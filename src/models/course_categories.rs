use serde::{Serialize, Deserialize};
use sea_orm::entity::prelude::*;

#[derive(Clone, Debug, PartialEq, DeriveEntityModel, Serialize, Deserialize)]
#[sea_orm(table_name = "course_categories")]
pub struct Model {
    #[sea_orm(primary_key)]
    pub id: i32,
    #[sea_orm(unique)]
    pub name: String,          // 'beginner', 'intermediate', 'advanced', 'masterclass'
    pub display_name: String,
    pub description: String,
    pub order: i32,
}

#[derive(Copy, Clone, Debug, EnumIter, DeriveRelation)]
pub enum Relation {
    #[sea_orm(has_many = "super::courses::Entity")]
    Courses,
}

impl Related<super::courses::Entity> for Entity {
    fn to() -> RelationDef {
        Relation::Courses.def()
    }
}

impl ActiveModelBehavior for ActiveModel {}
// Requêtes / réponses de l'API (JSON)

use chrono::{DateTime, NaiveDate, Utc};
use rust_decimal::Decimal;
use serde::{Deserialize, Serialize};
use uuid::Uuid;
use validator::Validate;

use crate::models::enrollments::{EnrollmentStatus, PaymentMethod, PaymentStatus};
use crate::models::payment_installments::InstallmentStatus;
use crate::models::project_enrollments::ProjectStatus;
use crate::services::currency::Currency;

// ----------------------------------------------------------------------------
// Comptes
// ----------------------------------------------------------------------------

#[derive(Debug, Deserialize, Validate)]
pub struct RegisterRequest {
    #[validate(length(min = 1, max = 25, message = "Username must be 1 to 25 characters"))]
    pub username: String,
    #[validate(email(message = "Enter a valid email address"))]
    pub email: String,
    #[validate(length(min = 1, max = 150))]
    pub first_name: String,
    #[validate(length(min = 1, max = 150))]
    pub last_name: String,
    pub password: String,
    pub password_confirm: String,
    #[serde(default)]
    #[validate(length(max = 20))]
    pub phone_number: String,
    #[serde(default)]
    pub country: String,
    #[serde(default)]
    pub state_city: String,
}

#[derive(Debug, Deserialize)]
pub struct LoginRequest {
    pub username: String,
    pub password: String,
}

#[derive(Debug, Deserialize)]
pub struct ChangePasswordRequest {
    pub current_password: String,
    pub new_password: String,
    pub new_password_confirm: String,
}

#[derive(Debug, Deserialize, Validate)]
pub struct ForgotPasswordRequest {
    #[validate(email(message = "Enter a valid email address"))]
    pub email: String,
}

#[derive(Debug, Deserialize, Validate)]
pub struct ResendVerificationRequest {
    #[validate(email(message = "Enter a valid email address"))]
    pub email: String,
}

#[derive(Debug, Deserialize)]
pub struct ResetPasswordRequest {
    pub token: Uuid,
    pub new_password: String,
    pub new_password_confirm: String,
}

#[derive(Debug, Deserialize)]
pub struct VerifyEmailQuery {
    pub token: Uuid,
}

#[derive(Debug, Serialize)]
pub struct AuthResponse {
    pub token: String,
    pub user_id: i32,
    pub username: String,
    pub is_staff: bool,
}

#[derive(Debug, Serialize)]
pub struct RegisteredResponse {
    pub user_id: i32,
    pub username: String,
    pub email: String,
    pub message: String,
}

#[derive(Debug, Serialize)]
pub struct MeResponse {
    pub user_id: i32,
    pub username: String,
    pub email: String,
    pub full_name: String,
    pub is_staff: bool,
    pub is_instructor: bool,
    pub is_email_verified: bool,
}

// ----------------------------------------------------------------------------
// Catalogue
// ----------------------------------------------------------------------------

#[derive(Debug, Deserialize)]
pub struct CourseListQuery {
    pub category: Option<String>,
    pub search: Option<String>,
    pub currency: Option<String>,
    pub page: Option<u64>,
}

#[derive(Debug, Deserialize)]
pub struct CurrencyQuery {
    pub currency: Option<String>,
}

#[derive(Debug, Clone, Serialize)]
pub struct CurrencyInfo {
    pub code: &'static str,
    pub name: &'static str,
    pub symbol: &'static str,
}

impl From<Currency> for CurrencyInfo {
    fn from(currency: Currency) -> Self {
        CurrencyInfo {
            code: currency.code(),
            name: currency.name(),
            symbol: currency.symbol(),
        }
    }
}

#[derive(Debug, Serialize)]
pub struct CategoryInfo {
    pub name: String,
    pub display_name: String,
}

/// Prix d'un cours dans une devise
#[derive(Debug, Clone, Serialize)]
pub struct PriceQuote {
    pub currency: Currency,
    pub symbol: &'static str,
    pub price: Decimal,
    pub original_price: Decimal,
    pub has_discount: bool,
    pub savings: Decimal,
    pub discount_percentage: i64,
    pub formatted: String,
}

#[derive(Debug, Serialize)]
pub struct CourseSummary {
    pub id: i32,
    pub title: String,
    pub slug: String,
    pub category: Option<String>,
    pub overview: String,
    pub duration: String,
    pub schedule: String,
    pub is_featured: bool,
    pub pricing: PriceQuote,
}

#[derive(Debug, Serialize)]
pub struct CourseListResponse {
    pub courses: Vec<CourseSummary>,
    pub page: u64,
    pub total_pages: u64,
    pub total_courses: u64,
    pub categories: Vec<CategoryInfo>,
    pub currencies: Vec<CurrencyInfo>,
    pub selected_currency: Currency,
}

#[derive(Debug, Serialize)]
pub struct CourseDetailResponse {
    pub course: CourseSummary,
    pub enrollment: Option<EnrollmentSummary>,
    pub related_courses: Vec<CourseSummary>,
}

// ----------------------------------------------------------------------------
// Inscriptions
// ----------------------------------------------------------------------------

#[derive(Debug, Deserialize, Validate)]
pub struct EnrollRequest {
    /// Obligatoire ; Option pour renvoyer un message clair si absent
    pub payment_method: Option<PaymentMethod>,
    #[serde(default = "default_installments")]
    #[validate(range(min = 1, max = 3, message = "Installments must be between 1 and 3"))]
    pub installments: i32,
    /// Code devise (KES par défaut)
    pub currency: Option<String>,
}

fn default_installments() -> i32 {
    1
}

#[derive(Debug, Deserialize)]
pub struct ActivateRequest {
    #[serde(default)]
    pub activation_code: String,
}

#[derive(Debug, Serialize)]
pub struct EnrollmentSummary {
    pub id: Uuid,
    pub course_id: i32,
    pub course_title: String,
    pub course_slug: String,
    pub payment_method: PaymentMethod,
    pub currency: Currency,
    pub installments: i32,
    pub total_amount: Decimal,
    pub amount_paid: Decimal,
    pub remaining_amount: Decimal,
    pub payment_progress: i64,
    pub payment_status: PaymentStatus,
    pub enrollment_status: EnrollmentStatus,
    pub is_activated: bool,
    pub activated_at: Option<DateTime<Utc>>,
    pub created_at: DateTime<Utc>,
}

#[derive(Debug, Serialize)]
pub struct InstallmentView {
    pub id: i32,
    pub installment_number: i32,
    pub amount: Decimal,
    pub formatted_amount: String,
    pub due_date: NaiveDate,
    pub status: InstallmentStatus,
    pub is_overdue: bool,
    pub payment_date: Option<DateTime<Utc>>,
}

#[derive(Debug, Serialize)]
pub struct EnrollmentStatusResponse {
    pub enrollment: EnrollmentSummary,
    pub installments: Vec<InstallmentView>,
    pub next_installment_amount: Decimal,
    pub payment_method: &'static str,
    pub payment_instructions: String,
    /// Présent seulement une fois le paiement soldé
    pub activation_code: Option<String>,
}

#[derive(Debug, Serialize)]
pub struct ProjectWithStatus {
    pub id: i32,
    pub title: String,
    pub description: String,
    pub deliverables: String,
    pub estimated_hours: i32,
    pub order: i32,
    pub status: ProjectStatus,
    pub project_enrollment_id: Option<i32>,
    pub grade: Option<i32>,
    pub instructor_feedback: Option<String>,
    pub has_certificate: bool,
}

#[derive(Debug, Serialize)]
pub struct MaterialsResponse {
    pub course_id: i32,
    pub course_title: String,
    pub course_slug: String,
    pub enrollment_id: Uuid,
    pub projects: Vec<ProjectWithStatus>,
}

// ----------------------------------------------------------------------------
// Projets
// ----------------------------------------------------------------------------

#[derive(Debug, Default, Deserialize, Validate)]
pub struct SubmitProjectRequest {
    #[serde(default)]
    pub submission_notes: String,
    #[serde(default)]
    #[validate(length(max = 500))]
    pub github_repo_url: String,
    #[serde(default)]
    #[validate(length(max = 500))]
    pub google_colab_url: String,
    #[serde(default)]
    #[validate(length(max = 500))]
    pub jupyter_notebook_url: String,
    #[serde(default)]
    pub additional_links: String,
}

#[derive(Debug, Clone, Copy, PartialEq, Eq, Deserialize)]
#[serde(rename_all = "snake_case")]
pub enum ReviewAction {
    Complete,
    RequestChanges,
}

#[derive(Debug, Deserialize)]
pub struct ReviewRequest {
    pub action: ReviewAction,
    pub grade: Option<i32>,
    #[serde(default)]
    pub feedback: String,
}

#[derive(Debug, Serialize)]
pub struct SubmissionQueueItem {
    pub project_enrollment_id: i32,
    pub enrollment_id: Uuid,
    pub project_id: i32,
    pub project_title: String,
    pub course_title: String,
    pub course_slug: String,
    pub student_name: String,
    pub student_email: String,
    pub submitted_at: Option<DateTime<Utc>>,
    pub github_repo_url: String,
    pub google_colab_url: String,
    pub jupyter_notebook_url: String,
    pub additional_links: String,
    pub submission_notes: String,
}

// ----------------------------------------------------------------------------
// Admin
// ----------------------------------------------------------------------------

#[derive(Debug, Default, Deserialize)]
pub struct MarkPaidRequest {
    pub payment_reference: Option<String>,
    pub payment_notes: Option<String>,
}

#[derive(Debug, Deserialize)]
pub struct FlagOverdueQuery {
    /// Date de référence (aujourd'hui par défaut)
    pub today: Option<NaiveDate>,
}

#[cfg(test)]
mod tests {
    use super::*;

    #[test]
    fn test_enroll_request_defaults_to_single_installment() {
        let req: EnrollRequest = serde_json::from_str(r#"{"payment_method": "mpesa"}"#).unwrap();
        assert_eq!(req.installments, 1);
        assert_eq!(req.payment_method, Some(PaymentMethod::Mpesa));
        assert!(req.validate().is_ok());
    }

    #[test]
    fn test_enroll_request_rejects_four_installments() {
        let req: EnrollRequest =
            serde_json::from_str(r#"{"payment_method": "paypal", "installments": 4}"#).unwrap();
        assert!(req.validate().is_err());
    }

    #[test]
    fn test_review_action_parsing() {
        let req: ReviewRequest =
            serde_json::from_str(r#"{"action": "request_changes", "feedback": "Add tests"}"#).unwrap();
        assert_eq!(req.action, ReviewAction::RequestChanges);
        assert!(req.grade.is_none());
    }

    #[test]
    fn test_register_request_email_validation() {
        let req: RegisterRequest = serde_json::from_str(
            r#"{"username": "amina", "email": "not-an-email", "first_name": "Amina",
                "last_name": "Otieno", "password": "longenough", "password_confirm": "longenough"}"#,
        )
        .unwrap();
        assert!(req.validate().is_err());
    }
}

::::::::

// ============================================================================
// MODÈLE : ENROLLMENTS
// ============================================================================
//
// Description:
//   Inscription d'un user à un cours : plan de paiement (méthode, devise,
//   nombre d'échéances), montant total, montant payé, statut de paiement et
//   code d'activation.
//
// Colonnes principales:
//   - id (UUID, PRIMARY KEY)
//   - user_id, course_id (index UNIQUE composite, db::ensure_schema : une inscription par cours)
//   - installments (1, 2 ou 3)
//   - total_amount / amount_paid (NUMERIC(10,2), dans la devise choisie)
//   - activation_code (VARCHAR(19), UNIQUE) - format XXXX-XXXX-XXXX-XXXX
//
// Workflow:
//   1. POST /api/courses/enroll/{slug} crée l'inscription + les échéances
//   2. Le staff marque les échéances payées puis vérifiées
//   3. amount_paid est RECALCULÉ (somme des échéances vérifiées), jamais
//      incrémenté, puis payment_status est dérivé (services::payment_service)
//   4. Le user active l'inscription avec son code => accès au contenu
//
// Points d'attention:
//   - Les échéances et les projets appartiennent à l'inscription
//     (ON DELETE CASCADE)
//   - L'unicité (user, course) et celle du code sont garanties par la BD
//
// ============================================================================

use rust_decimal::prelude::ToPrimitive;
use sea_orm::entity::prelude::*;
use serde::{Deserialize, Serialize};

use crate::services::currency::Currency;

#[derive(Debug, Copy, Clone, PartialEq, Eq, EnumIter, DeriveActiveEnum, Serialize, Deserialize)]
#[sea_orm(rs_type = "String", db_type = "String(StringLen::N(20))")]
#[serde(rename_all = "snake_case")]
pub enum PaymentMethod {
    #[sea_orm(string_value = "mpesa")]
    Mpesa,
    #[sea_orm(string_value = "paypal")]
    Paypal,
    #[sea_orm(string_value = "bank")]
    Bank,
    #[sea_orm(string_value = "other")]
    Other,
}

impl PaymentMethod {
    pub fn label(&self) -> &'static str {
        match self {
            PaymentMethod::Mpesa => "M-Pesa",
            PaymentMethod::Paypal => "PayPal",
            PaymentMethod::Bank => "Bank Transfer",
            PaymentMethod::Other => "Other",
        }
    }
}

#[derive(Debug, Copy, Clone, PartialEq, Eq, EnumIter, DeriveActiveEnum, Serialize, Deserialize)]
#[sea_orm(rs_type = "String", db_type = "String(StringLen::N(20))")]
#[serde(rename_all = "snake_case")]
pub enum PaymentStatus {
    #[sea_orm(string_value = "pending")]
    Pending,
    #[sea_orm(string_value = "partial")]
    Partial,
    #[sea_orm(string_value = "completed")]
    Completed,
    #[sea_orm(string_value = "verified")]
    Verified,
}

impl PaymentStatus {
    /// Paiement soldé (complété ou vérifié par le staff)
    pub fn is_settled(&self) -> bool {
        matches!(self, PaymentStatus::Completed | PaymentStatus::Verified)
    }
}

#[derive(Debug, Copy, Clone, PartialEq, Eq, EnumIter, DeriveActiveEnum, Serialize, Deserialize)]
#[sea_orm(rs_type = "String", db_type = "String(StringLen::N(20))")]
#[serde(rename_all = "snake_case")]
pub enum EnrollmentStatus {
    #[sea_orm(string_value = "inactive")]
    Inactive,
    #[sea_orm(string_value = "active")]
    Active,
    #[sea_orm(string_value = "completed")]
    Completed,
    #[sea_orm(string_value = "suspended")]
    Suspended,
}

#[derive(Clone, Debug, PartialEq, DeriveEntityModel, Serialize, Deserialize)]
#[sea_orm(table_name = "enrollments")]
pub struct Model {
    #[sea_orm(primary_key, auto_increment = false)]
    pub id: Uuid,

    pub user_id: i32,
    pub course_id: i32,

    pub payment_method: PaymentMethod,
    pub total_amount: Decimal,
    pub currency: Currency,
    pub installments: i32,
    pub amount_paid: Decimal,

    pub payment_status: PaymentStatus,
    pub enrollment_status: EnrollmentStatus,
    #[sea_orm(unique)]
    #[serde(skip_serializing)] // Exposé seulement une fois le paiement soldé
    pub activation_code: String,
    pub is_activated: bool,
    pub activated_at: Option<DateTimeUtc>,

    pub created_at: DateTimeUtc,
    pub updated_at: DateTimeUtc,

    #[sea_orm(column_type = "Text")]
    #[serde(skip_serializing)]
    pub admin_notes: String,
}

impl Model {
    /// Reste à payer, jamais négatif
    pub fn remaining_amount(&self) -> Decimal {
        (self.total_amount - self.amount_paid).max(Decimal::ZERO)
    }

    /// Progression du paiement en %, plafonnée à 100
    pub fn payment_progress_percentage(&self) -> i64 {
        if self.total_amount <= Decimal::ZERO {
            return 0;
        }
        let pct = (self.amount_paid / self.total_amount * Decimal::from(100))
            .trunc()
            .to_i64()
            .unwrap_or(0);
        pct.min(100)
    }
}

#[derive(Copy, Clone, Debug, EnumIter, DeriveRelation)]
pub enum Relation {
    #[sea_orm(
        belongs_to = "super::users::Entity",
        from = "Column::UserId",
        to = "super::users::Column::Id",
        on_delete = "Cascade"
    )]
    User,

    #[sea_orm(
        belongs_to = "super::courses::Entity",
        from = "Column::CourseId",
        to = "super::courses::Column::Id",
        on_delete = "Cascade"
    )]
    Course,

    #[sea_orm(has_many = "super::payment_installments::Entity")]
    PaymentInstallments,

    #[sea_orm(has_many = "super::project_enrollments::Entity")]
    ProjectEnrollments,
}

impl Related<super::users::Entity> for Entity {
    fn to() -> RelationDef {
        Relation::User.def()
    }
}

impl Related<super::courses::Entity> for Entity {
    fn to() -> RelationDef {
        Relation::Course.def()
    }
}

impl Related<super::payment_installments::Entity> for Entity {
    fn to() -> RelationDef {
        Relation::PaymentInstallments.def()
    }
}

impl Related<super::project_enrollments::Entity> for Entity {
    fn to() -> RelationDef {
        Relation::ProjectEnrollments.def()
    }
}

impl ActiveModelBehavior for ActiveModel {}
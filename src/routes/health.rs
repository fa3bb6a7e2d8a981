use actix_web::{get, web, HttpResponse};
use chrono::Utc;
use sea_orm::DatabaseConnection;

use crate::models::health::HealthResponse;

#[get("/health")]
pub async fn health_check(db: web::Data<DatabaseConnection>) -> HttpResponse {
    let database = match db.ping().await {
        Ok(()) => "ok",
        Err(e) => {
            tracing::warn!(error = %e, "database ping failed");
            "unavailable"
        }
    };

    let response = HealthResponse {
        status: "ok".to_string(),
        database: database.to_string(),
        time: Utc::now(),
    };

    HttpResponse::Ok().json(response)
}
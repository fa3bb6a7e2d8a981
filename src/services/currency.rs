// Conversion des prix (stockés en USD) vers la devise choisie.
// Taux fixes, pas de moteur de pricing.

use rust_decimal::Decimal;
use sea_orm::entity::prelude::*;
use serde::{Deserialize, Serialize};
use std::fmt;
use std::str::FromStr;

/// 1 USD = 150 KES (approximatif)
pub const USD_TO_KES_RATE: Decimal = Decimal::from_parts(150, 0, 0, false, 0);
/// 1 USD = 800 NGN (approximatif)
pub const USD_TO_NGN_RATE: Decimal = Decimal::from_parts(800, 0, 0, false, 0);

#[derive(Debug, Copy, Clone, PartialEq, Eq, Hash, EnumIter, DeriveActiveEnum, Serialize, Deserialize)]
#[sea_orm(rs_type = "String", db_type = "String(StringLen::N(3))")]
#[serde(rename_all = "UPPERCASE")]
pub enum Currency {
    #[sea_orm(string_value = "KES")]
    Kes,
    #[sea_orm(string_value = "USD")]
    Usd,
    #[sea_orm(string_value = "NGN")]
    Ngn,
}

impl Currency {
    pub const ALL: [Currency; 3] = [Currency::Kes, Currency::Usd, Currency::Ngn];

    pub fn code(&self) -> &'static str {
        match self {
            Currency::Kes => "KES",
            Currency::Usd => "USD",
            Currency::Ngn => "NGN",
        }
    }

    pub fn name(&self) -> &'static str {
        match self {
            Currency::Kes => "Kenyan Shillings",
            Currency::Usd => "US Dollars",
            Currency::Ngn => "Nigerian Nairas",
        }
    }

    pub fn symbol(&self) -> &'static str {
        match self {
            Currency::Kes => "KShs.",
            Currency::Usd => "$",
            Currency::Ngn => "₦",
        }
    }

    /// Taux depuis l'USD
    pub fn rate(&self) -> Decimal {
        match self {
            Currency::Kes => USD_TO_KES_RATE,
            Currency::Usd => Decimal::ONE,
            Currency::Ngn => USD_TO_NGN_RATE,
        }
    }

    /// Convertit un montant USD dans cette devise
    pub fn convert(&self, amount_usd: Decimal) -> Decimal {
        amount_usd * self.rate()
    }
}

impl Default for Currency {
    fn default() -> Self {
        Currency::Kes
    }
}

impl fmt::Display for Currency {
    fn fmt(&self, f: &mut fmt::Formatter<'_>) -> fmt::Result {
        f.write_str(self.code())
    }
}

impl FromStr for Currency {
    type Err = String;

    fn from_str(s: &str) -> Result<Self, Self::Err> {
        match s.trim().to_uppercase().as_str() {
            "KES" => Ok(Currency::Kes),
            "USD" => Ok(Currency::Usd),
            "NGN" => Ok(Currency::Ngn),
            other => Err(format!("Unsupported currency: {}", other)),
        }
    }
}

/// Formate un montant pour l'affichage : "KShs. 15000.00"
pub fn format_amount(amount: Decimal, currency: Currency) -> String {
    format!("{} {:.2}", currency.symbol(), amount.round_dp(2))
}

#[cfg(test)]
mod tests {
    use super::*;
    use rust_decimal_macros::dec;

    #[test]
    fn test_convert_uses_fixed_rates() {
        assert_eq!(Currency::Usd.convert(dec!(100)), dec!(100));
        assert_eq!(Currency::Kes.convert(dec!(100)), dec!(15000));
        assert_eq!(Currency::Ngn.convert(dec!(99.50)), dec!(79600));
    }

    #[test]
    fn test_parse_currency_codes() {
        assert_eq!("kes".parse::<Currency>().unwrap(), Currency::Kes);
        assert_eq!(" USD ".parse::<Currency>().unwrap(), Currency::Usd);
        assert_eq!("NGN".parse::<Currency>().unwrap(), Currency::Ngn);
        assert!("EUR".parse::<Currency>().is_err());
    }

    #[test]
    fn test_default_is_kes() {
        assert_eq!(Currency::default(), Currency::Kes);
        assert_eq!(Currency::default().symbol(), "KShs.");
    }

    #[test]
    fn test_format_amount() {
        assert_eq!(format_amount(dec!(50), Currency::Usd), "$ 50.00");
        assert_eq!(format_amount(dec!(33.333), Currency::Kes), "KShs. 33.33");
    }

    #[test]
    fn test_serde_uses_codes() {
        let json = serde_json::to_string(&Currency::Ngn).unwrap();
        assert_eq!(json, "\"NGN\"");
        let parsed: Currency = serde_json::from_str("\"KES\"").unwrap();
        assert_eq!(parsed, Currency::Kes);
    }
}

::::::::

## Try it
Count every line in the entries above where the word "EnrollmentSummary" appears; respond with the number alone.

## Answer space
3